Saved data entries:
#####

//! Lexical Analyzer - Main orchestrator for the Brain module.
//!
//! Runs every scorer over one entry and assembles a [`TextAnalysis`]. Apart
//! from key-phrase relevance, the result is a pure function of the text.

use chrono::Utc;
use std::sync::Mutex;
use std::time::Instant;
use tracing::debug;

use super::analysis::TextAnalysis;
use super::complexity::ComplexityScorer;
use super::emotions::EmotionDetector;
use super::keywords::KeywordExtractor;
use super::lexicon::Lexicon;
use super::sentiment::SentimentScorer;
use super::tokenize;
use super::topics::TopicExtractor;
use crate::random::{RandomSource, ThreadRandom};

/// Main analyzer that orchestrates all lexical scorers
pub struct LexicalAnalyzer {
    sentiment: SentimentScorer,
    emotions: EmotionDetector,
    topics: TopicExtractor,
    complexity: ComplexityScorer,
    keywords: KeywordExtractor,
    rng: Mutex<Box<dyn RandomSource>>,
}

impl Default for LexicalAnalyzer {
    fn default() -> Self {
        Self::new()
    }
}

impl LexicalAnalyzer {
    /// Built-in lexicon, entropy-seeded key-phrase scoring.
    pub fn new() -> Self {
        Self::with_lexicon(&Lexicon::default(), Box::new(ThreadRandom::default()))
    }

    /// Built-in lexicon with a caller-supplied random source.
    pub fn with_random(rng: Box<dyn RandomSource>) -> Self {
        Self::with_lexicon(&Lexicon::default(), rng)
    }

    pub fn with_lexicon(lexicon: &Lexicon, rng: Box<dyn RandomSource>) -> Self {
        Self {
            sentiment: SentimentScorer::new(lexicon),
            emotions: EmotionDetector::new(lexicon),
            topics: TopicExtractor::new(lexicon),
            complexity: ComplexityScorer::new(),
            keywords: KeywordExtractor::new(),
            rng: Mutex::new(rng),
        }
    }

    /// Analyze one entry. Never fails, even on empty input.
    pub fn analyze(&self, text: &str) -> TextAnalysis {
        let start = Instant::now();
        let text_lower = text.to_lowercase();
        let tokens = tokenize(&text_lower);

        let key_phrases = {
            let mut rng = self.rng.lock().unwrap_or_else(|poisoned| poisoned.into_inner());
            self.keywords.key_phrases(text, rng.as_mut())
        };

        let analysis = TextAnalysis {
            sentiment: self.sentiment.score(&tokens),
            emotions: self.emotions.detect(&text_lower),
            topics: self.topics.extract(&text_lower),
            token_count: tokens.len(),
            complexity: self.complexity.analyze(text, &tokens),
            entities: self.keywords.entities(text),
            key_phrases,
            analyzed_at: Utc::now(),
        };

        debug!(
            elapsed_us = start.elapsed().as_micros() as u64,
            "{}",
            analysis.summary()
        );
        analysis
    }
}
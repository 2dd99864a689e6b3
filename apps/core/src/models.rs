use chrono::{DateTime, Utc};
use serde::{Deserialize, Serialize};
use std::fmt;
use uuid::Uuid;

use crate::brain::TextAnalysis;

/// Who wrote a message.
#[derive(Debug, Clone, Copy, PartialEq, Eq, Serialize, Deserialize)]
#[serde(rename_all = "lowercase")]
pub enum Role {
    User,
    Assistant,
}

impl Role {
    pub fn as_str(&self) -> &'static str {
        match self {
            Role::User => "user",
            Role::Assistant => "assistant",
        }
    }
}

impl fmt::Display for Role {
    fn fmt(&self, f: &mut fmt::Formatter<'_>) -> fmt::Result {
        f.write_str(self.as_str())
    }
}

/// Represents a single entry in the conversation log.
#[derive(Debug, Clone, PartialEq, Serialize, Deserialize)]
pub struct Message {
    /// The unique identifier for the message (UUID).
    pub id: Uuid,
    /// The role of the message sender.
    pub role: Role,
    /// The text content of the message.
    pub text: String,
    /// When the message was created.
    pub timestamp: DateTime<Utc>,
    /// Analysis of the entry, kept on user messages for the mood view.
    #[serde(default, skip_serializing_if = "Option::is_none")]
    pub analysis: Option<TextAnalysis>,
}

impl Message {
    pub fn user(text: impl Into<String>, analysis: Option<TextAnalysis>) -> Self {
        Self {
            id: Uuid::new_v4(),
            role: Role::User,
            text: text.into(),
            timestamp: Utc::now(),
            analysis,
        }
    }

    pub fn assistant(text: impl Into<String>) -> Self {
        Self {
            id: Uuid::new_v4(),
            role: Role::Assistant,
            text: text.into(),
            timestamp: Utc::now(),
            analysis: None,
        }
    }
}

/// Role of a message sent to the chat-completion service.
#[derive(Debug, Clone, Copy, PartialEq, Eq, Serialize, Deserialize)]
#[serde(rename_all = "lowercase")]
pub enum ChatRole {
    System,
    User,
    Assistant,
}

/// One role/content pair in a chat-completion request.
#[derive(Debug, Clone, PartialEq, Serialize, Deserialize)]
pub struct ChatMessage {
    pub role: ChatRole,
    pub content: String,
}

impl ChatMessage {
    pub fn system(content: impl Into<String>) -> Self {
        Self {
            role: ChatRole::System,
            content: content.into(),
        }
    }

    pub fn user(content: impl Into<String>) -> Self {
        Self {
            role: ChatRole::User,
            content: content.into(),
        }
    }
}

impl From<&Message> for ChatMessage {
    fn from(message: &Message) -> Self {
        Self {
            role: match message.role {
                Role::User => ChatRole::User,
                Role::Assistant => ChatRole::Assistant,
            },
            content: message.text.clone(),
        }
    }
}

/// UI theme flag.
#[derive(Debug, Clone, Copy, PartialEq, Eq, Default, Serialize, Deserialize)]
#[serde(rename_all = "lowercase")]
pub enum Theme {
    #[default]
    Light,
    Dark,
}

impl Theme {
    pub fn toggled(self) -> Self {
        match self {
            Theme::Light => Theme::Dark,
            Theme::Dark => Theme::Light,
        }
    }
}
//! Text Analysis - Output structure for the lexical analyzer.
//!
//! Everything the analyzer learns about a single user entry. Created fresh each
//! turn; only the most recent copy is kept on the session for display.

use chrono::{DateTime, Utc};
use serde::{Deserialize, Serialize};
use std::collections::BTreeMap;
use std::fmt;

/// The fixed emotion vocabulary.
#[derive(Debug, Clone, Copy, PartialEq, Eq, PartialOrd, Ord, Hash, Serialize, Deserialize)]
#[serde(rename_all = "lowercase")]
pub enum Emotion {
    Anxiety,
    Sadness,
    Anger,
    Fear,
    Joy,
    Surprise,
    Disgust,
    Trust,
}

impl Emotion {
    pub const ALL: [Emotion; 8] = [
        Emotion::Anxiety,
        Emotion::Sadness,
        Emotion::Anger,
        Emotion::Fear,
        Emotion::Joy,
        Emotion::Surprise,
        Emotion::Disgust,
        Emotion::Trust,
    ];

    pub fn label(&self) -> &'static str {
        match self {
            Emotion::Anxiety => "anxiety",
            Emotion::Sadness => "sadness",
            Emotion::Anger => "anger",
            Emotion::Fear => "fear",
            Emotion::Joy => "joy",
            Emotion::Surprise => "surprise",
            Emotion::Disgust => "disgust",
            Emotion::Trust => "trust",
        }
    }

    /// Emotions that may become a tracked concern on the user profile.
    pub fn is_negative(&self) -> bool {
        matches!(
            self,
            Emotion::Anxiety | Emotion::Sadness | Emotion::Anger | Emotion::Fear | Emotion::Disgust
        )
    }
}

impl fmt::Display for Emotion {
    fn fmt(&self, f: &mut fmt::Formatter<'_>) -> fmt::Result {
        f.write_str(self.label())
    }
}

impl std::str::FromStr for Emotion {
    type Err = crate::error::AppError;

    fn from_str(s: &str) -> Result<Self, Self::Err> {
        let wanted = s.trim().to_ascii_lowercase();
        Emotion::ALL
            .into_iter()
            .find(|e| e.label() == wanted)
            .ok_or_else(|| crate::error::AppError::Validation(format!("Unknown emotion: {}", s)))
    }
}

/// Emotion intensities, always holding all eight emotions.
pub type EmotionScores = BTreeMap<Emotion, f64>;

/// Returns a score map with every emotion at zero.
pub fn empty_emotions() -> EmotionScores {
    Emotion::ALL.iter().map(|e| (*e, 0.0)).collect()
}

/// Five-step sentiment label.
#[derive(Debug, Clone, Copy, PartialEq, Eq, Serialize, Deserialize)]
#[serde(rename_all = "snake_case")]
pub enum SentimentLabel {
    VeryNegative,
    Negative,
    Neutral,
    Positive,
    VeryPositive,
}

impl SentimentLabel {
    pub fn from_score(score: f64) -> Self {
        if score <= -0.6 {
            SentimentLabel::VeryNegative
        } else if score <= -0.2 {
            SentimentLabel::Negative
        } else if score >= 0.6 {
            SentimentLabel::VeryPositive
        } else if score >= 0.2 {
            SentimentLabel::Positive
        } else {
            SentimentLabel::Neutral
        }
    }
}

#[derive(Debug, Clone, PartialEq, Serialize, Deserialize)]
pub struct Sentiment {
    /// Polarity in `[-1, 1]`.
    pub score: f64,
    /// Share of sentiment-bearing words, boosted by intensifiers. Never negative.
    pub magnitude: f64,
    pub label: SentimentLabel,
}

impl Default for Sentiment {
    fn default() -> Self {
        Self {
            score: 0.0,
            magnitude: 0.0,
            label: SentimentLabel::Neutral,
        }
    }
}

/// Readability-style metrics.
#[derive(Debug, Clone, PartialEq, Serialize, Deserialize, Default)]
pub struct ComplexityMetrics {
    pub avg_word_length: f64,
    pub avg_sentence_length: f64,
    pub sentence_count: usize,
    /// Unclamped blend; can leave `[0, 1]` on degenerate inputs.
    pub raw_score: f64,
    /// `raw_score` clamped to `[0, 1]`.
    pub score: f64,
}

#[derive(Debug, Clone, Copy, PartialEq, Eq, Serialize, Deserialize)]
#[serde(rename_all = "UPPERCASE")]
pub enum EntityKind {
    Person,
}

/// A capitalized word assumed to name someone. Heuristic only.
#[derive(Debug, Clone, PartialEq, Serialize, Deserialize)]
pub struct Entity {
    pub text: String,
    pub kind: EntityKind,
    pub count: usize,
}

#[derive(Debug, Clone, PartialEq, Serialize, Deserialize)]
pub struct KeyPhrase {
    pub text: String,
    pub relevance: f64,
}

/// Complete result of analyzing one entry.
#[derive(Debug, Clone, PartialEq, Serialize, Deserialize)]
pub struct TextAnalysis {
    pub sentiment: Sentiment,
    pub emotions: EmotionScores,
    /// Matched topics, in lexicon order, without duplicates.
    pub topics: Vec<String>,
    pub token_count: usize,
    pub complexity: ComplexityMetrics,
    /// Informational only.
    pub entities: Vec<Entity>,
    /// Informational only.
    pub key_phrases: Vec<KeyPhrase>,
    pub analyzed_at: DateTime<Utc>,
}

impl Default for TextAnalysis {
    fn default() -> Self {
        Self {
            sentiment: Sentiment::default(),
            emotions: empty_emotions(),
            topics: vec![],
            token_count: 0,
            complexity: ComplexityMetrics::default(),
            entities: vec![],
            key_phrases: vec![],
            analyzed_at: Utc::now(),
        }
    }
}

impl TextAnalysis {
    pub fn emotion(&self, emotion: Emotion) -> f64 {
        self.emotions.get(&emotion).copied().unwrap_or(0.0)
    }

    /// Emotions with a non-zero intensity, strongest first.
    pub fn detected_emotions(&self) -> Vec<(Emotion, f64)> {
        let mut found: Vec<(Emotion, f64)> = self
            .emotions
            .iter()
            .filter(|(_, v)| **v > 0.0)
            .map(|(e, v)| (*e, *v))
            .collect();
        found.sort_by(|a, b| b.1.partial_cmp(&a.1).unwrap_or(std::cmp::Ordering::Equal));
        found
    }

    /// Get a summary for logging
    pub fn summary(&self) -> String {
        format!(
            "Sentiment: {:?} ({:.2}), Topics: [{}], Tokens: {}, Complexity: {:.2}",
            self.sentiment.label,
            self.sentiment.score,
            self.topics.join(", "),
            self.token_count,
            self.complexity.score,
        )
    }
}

#####

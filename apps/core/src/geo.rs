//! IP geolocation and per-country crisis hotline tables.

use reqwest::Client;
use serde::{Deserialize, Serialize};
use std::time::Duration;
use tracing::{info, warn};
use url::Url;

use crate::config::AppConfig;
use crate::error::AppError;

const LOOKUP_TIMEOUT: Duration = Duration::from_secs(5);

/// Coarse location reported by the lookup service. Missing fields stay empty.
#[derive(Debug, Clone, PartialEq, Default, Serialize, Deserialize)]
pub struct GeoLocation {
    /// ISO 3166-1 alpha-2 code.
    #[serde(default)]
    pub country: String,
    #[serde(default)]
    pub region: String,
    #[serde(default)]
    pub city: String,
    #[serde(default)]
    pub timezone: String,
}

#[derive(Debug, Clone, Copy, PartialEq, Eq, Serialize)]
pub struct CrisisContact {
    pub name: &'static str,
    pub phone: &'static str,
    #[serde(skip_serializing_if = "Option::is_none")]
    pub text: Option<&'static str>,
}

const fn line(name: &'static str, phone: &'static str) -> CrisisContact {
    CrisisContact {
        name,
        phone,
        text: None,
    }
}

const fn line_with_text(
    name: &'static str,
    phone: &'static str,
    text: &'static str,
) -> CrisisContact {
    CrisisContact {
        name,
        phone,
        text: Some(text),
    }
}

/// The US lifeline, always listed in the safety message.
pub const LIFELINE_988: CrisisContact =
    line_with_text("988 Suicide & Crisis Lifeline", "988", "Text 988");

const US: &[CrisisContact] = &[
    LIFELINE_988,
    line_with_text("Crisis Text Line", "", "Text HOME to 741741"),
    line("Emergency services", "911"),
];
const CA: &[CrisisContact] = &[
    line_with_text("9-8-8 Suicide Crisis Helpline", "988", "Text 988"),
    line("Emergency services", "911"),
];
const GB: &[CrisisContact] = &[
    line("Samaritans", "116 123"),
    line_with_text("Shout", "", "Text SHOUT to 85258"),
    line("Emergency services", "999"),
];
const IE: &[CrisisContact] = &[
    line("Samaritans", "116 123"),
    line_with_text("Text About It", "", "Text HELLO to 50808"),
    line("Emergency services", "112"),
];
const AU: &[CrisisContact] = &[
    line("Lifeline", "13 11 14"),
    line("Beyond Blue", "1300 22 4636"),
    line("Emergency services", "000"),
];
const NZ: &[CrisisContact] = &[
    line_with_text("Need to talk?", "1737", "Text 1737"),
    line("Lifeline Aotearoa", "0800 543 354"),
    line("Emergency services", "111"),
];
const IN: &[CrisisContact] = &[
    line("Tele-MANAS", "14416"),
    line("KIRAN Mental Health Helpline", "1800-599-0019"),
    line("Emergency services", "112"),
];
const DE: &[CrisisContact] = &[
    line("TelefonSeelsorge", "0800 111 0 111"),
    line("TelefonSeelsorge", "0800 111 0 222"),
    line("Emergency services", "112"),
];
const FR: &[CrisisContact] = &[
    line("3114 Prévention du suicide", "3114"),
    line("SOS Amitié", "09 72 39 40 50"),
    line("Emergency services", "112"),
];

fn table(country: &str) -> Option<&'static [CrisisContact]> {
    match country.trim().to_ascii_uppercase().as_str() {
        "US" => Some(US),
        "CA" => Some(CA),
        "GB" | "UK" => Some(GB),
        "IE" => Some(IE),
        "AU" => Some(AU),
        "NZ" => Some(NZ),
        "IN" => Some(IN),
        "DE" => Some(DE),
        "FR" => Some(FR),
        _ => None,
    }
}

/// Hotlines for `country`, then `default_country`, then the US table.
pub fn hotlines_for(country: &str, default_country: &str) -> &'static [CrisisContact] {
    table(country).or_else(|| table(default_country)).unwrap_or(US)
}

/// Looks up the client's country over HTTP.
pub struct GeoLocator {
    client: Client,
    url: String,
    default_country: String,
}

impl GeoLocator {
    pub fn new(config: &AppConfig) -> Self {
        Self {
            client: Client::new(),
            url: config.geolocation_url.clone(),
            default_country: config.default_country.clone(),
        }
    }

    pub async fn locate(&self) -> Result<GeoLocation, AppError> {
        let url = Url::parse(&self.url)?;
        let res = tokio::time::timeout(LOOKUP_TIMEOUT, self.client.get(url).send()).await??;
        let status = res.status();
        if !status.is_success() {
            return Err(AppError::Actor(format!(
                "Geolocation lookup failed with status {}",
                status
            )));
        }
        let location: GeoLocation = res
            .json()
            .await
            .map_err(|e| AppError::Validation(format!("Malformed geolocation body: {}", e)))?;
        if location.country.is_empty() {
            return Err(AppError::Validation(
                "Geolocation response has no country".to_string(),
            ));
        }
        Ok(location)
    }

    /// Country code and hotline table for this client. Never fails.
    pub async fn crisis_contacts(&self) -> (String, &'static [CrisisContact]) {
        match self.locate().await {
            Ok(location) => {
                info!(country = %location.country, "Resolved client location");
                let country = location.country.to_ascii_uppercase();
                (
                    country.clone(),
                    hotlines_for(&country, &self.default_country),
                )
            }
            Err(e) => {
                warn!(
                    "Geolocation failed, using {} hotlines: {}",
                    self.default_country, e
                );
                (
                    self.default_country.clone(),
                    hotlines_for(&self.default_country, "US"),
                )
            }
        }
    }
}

#####

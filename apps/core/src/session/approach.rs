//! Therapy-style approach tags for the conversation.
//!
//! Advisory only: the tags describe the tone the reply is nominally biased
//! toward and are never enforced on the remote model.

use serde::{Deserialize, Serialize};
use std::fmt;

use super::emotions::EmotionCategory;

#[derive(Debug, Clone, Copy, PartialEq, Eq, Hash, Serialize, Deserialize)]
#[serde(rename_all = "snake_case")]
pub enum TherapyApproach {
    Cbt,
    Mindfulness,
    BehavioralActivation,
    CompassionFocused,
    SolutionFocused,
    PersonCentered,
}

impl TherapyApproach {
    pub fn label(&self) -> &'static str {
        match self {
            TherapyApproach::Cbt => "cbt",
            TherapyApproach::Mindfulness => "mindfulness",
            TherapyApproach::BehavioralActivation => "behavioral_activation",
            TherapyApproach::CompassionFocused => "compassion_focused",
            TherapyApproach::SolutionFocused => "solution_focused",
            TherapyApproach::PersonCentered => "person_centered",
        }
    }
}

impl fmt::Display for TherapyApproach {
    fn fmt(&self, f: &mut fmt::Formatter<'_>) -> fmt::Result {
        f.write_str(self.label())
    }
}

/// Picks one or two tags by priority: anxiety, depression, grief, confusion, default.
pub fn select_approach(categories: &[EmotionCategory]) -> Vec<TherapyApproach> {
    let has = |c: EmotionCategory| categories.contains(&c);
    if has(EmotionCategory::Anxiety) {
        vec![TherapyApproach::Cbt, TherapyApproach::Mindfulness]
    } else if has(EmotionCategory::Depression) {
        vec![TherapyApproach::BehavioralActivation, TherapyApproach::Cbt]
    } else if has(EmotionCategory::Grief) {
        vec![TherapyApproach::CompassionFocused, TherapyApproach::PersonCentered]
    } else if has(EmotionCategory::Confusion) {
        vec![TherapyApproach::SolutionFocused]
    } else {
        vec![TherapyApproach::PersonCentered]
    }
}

#####

**Task directions:**
Given the records above, reproduce precisely and only the lines between the line holding "the Brain module." and the line holding "use std::time::Instant;", inclusive.

**Answer section:**
//! Lexical Analyzer - Main orchestrator for the Brain module.
//!
//! Runs every scorer over one entry and assembles a [`TextAnalysis`]. Apart
//! from key-phrase relevance, the result is a pure function of the text.

use chrono::Utc;
use std::sync::Mutex;
use std::time::Instant;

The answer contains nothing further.